Такие переходы от предварительных исторических набросков к однажды найденной форме развития возможны. Всеобщая форма, - говорит Энгельс в своих заметках о диалектике, есть "форма внутренней завершенности и тем самым бесконечности". Не отступая от этой традиции, известной со времен Аристотеля, мы можем с полной внутренней ясностью встретить обычные доводы буржуазной критики. Догматизм здесь ни при чем. То, что можно назвать особым положением марксистской мысли на исторической карте мира, не выдумка слепых фанатиков или расчетливых служителей новой догмы, склонных приписывать ей абсолютную силу, отвергаемую ими, когда речь идет о других учениях. Нет, это естественный вывод из идеи диалектического движения в отличие от простой текучести.
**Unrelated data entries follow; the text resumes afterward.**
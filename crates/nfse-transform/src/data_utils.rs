//! DataFrame value helpers shared by the stages.

use polars::prelude::{AnyValue, BooleanChunked, DataFrame, NewChunkedArray};

use nfse_model::SourceRole;

use crate::error::{Result, TransformError};

/// Render a cell as text. Null becomes the empty string.
pub fn any_to_string(value: AnyValue<'_>) -> String {
    match value {
        AnyValue::Null => String::new(),
        AnyValue::Int8(v) => v.to_string(),
        AnyValue::Int16(v) => v.to_string(),
        AnyValue::Int32(v) => v.to_string(),
        AnyValue::Int64(v) => v.to_string(),
        AnyValue::UInt8(v) => v.to_string(),
        AnyValue::UInt16(v) => v.to_string(),
        AnyValue::UInt32(v) => v.to_string(),
        AnyValue::UInt64(v) => v.to_string(),
        AnyValue::Float32(v) => format_numeric(f64::from(v)),
        AnyValue::Float64(v) => format_numeric(v),
        AnyValue::String(s) => s.to_string(),
        AnyValue::StringOwned(s) => s.to_string(),
        AnyValue::Boolean(b) => if b { "True" } else { "False" }.to_string(),
        other => other.to_string(),
    }
}

/// Format a float without a trailing `.0` on whole values.
pub fn format_numeric(v: f64) -> String {
    if v.is_finite() && v.fract() == 0.0 && v.abs() < 1e15 {
        format!("{}", v as i64)
    } else {
        format!("{v}")
    }
}

/// Read a cell as an integer.
///
/// Floats and numeric text are accepted only when they have no fractional
/// part, so `12.0` reads as `12` and `12.5` does not read at all.
pub fn any_to_i64(value: AnyValue<'_>) -> Option<i64> {
    match value {
        AnyValue::Int8(v) => Some(i64::from(v)),
        AnyValue::Int16(v) => Some(i64::from(v)),
        AnyValue::Int32(v) => Some(i64::from(v)),
        AnyValue::Int64(v) => Some(v),
        AnyValue::UInt8(v) => Some(i64::from(v)),
        AnyValue::UInt16(v) => Some(i64::from(v)),
        AnyValue::UInt32(v) => Some(i64::from(v)),
        AnyValue::UInt64(v) => i64::try_from(v).ok(),
        AnyValue::Float32(v) => integral_f64(f64::from(v)),
        AnyValue::Float64(v) => integral_f64(v),
        AnyValue::String(s) => parse_i64(s),
        AnyValue::StringOwned(s) => parse_i64(&s),
        _ => None,
    }
}

/// Read a cell as a finite float. Text uses `.` as decimal separator.
pub fn any_to_f64(value: AnyValue<'_>) -> Option<f64> {
    let parsed = match value {
        AnyValue::Int8(v) => Some(f64::from(v)),
        AnyValue::Int16(v) => Some(f64::from(v)),
        AnyValue::Int32(v) => Some(f64::from(v)),
        AnyValue::Int64(v) => Some(v as f64),
        AnyValue::UInt8(v) => Some(f64::from(v)),
        AnyValue::UInt16(v) => Some(f64::from(v)),
        AnyValue::UInt32(v) => Some(f64::from(v)),
        AnyValue::UInt64(v) => Some(v as f64),
        AnyValue::Float32(v) => Some(f64::from(v)),
        AnyValue::Float64(v) => Some(v),
        AnyValue::String(s) => parse_f64(s),
        AnyValue::StringOwned(s) => parse_f64(&s),
        _ => None,
    };
    parsed.filter(|v| v.is_finite())
}

/// Parse trimmed text as an integer, accepting whole-valued decimals.
pub fn parse_i64(value: &str) -> Option<i64> {
    let trimmed = value.trim();
    if trimmed.is_empty() {
        return None;
    }
    trimmed
        .parse::<i64>()
        .ok()
        .or_else(|| trimmed.parse::<f64>().ok().and_then(integral_f64))
}

/// Parse trimmed text as a finite float.
pub fn parse_f64(value: &str) -> Option<f64> {
    let trimmed = value.trim();
    if trimmed.is_empty() {
        return None;
    }
    trimmed.parse::<f64>().ok().filter(|v| v.is_finite())
}

fn integral_f64(value: f64) -> Option<i64> {
    // Above 2^53 floats no longer hold every integer.
    if value.is_finite() && value.fract() == 0.0 && value.abs() <= 9_007_199_254_740_992.0 {
        Some(value as i64)
    } else {
        None
    }
}

/// Every value of a column rendered as text.
pub fn column_strings(df: &DataFrame, name: &str) -> Result<Vec<String>> {
    let column = df.column(name)?;
    let mut values = Vec::with_capacity(df.height());
    for idx in 0..df.height() {
        values.push(any_to_string(column.get(idx).unwrap_or(AnyValue::Null)));
    }
    Ok(values)
}

/// Every value of a column read as an integer.
pub fn column_i64(df: &DataFrame, name: &str) -> Result<Vec<Option<i64>>> {
    let column = df.column(name)?;
    let mut values = Vec::with_capacity(df.height());
    for idx in 0..df.height() {
        values.push(any_to_i64(column.get(idx).unwrap_or(AnyValue::Null)));
    }
    Ok(values)
}

/// Every value of a column read as a float.
pub fn column_f64(df: &DataFrame, name: &str) -> Result<Vec<Option<f64>>> {
    let column = df.column(name)?;
    let mut values = Vec::with_capacity(df.height());
    for idx in 0..df.height() {
        values.push(any_to_f64(column.get(idx).unwrap_or(AnyValue::Null)));
    }
    Ok(values)
}

pub fn column_names(df: &DataFrame) -> Vec<String> {
    df.get_column_names()
        .iter()
        .map(|name| name.to_string())
        .collect()
}

pub fn has_column(df: &DataFrame, name: &str) -> bool {
    df.get_column_names().iter().any(|column| column.as_str() == name)
}

/// Fail with `MissingColumn` unless `name` exists.
pub fn require_column(df: &DataFrame, table: SourceRole, name: &str) -> Result<()> {
    if has_column(df, name) {
        Ok(())
    } else {
        Err(TransformError::MissingColumn {
            table,
            column: name.to_string(),
        })
    }
}

pub(crate) fn filter_rows(df: &DataFrame, keep: &[bool]) -> Result<DataFrame> {
    let mask = BooleanChunked::from_slice("keep".into(), keep);
    Ok(df.filter(&mask)?)
}

#[cfg(test)]
mod tests {
    use super::*;

    #[test]
    fn integers_from_text_and_floats() {
        assert_eq!(any_to_i64(AnyValue::String("  42 ")), Some(42));
        assert_eq!(any_to_i64(AnyValue::String("12.0")), Some(12));
        assert_eq!(any_to_i64(AnyValue::String("12.5")), None);
        assert_eq!(any_to_i64(AnyValue::Float64(101.0)), Some(101));
        assert_eq!(any_to_i64(AnyValue::Float64(f64::NAN)), None);
        assert_eq!(any_to_i64(AnyValue::Null), None);
    }

    #[test]
    fn floats_are_finite() {
        assert_eq!(any_to_f64(AnyValue::String("1234.56")), Some(1234.56));
        assert_eq!(any_to_f64(AnyValue::String("inf")), None);
        assert_eq!(any_to_f64(AnyValue::String("NaN")), None);
        assert_eq!(any_to_f64(AnyValue::Int64(3)), Some(3.0));
    }

    #[test]
    fn text_rendering() {
        assert_eq!(any_to_string(AnyValue::Null), "");
        assert_eq!(any_to_string(AnyValue::Float64(101.0)), "101");
        assert_eq!(any_to_string(AnyValue::Float64(10.5)), "10.5");
        assert_eq!(any_to_string(AnyValue::Int64(-7)), "-7");
    }
}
Отсюда еще не следует, что теория марксизма верна. Справедливость ее доказывается глубиной содержания, соответствием его действительности, дальнейшим развитием учения Маркса и Энгельса в ленинизме, революционной практикой. Противники этого мировоззрения имеют право возражать против тех или других его сторон, хотя дело их проиграно. Но они не имеют права заранее отвергать возможность таких переходов, когда развитие в данном отношении как бы исчерпано и найденная форма становится безусловным началом всякого дальнейшего синтеза.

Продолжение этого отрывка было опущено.